[Opening Records for this exercise section]
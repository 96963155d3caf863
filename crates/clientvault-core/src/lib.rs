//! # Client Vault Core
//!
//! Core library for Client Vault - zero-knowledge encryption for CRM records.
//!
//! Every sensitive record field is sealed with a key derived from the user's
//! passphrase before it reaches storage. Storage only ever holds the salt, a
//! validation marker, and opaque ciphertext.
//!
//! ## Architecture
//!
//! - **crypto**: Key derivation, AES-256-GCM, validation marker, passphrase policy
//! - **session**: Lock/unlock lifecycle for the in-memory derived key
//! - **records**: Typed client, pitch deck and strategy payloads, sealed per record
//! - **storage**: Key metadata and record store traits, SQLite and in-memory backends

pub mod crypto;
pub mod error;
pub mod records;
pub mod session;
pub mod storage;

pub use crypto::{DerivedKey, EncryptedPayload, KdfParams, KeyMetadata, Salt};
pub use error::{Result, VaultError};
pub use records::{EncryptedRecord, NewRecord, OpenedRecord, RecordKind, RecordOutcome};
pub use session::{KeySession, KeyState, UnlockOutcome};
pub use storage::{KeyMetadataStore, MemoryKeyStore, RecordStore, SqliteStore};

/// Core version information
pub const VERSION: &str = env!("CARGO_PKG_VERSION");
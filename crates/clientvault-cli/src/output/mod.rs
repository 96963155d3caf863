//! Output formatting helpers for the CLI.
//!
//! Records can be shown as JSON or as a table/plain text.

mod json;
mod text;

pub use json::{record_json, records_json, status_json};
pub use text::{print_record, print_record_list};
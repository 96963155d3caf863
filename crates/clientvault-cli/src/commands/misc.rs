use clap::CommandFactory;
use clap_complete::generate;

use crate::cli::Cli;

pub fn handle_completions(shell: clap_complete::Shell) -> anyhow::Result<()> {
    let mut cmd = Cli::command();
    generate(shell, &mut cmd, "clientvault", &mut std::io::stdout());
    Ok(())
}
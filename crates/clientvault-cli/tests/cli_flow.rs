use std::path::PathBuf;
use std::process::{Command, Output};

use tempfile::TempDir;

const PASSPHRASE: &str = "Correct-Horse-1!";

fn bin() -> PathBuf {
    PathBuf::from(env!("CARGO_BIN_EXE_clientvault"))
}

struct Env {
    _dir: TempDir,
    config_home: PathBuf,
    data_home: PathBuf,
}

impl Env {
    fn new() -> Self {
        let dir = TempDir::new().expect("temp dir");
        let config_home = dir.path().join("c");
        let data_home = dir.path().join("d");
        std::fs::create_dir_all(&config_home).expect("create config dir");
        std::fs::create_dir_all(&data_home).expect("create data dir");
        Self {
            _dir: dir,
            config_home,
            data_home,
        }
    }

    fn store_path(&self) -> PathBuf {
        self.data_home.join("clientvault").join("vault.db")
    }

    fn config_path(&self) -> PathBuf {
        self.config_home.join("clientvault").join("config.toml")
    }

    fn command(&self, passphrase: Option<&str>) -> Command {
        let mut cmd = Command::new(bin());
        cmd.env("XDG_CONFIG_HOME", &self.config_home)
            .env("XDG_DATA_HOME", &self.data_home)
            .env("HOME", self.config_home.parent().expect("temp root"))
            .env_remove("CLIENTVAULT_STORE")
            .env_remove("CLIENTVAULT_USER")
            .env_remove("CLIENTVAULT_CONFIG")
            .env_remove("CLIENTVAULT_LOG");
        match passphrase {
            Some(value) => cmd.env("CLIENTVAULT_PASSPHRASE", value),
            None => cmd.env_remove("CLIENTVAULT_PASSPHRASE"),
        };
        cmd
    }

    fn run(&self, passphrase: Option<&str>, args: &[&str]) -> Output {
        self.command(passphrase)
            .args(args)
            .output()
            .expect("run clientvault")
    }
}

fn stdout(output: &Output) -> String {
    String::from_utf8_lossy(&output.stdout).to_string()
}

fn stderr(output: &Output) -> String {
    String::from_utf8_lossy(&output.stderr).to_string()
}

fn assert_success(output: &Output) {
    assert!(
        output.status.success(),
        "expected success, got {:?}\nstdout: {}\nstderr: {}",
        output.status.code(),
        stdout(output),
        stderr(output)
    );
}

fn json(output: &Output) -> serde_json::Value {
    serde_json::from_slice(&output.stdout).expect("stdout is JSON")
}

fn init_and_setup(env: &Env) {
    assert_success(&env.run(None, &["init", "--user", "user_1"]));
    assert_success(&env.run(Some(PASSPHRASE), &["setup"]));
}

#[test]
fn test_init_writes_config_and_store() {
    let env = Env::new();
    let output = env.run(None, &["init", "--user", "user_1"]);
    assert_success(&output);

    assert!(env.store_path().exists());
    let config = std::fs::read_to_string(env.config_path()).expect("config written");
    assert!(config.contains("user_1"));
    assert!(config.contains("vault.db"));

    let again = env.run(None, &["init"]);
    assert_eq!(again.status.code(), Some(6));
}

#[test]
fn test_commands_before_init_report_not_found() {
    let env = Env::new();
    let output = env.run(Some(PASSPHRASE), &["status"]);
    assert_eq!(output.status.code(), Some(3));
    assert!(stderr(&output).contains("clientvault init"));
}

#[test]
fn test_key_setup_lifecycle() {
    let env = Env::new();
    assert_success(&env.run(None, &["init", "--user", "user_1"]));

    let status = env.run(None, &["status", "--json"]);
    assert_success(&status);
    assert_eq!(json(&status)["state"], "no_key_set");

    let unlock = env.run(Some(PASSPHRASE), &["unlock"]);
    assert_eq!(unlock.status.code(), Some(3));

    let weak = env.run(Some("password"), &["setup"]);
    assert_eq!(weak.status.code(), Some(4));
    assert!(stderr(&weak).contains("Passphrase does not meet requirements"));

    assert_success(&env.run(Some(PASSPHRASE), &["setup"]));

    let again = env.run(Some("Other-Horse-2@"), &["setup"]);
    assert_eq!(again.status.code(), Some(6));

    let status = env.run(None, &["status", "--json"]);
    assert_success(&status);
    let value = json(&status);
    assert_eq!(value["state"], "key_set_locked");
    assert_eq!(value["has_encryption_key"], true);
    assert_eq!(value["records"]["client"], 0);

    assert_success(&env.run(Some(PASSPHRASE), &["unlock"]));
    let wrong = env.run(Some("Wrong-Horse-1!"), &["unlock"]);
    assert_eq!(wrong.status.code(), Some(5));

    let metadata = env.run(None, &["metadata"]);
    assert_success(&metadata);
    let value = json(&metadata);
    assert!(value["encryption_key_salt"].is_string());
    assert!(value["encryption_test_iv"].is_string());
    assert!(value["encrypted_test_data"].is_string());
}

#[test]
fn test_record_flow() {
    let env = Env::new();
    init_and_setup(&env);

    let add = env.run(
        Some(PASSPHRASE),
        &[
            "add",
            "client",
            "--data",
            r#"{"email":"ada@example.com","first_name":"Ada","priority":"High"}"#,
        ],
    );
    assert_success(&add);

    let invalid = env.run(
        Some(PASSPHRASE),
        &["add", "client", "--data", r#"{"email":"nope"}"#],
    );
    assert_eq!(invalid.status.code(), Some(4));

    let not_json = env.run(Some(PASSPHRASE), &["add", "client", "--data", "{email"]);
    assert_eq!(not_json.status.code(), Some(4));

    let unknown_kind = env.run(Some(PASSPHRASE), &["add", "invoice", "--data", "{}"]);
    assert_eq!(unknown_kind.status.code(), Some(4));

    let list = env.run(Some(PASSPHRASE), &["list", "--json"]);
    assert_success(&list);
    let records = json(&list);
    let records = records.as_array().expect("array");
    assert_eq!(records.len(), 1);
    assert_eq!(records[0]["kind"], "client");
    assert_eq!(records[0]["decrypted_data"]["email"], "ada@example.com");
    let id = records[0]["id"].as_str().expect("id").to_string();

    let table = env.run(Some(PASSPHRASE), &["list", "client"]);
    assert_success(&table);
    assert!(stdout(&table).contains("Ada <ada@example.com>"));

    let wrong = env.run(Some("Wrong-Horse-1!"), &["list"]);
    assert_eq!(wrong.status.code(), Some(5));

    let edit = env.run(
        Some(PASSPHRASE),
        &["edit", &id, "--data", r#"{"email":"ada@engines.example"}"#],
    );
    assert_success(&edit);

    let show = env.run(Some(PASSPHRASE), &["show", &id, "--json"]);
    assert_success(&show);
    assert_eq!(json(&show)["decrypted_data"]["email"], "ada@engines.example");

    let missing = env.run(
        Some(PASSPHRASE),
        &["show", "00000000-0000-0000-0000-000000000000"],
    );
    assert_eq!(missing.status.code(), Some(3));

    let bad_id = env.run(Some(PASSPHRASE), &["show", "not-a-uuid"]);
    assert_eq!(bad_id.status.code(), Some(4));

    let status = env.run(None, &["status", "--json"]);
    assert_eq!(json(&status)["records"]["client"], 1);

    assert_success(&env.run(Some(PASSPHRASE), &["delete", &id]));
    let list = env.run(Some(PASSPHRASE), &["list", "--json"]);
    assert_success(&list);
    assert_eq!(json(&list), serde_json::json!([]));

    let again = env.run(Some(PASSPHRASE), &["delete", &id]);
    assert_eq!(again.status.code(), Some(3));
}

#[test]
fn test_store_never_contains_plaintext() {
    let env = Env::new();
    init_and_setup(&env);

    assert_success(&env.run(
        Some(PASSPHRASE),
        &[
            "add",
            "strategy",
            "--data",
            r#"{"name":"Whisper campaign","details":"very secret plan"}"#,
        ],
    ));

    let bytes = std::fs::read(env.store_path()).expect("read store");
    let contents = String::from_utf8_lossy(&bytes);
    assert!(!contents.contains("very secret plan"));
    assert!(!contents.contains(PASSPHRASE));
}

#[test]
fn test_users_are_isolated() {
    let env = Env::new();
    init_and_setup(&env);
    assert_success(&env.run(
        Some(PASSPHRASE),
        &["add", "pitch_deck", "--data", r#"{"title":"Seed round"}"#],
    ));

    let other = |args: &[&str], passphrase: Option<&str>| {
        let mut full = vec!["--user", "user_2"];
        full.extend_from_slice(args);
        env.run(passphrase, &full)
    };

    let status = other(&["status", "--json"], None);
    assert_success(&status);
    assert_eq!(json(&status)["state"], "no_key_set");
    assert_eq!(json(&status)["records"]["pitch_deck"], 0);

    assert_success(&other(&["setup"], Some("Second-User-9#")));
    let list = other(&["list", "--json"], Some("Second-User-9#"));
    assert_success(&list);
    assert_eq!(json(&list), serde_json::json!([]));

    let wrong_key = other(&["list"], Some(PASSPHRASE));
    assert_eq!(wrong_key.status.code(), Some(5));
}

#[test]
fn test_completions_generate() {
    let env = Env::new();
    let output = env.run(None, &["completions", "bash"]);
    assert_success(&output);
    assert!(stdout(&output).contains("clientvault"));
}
[Closing Records for this exercise section]
*What you will do*
In the records above, how many lines hold the string "edit"? Reply with only the number.

*Result*
3